Does the chin pimple that piranha tend to get from rubbing against the side of a tank eventually go away or is it there for life? Anyone know the answer to this? If it does go away how long does it usually take for one that is maybe about a little bigger than pea size?


----------



## Fresh (Feb 8, 2004)

should go away soon if he stops it, if he keeps rubbing then it'll still be there


----------



## xplosivelikec4 (May 10, 2004)

what was the name given for that again...oh yeah "chimple" its not permanant.


----------



## hyphen (Apr 4, 2004)

yeah, it'll go away. think of it as a blister.


----------



## killfishygo (Jan 13, 2004)

my rhom has a huge one, bigger than a pea, it's ugly as hell

if only he would stop rubbing against the glass


----------



## HighOctane (Jan 2, 2003)

killfishygo - do you think it will eventually go away? or is it going to be ugly forever?


----------



## Judazzz (Jan 13, 2003)

My Manny developed a decent-sized chimple when he snapped out of his shell, but eventuallyi got away again.
Other than adding one tablespoon of salt once every 3-4 water changes (20-30% on average), I did nothing to treat it.

Just be patient: more likely than not it'll go away without intervention.

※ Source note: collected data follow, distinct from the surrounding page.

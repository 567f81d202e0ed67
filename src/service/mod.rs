//! Service layer module.
//!
//! Business rules for the exercise tracker and the URL shortener.

pub mod shortener;
pub mod tracker;

pub use shortener::ShortenerService;
pub use tracker::TrackerService;
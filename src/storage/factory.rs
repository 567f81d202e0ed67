//! Storage backend factory.
//!
//! Creates the appropriate storage backend based on configuration.

use std::sync::Arc;

use crate::config::{StorageBackend, StorageConfig};
use crate::error::AppError;
use crate::storage::file::FileStorage;
use crate::storage::memory::MemoryStorage;
use crate::storage::traits::DynStorage;

/// Create a storage backend based on configuration.
///
/// The backend is health-checked before it is handed out.
///
/// # Errors
///
/// Returns an error if the storage backend cannot be initialized.
pub async fn create_storage(config: &StorageConfig) -> Result<Arc<DynStorage>, AppError> {
    let storage: Arc<DynStorage> = match config.backend {
        StorageBackend::File => Arc::new(FileStorage::new(&config.file)?),
        StorageBackend::Memory => Arc::new(MemoryStorage::new()),
    };

    storage.health_check().await?;

    Ok(storage)
}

*_Moved to Diseases, Parasites and Injuries_*


----------



## killfishygo (Jan 13, 2004)

HighOctane said:


> killfishygo - do you think it will eventually go away? or is it going to be ugly forever?:rasp:
> [snapback]796675[/snapback]​


actually i think he'll be ugly forever, unless i cut it off









haha jk, i wouldn't do that to him


----------



## Guest (Dec 14, 2004)

Mine has a black patch on his chin from rubbing. Won't they eventually become immune to the effect. Like if you wear uncomfortable shoes that rub, you get hard skin where they rub. Its a bit annoying if they will keep a big wart thing on there chin!!


----------



## the grinch (Feb 23, 2004)

My biggest caribe has had his since i have had him. He is a good 9 in. Had him almost 2 years. Just depends if they stop bumping into stuff.


----------



## shutter13 (Jun 23, 2004)

a nice powerhead and some dithers will help the chimp go away


----------



## Little Waffen (Mar 13, 2004)

when i first got my rhom from george it had one then in a couple of months it went away dont worrie,what size tank is he in and how big is he ?


----------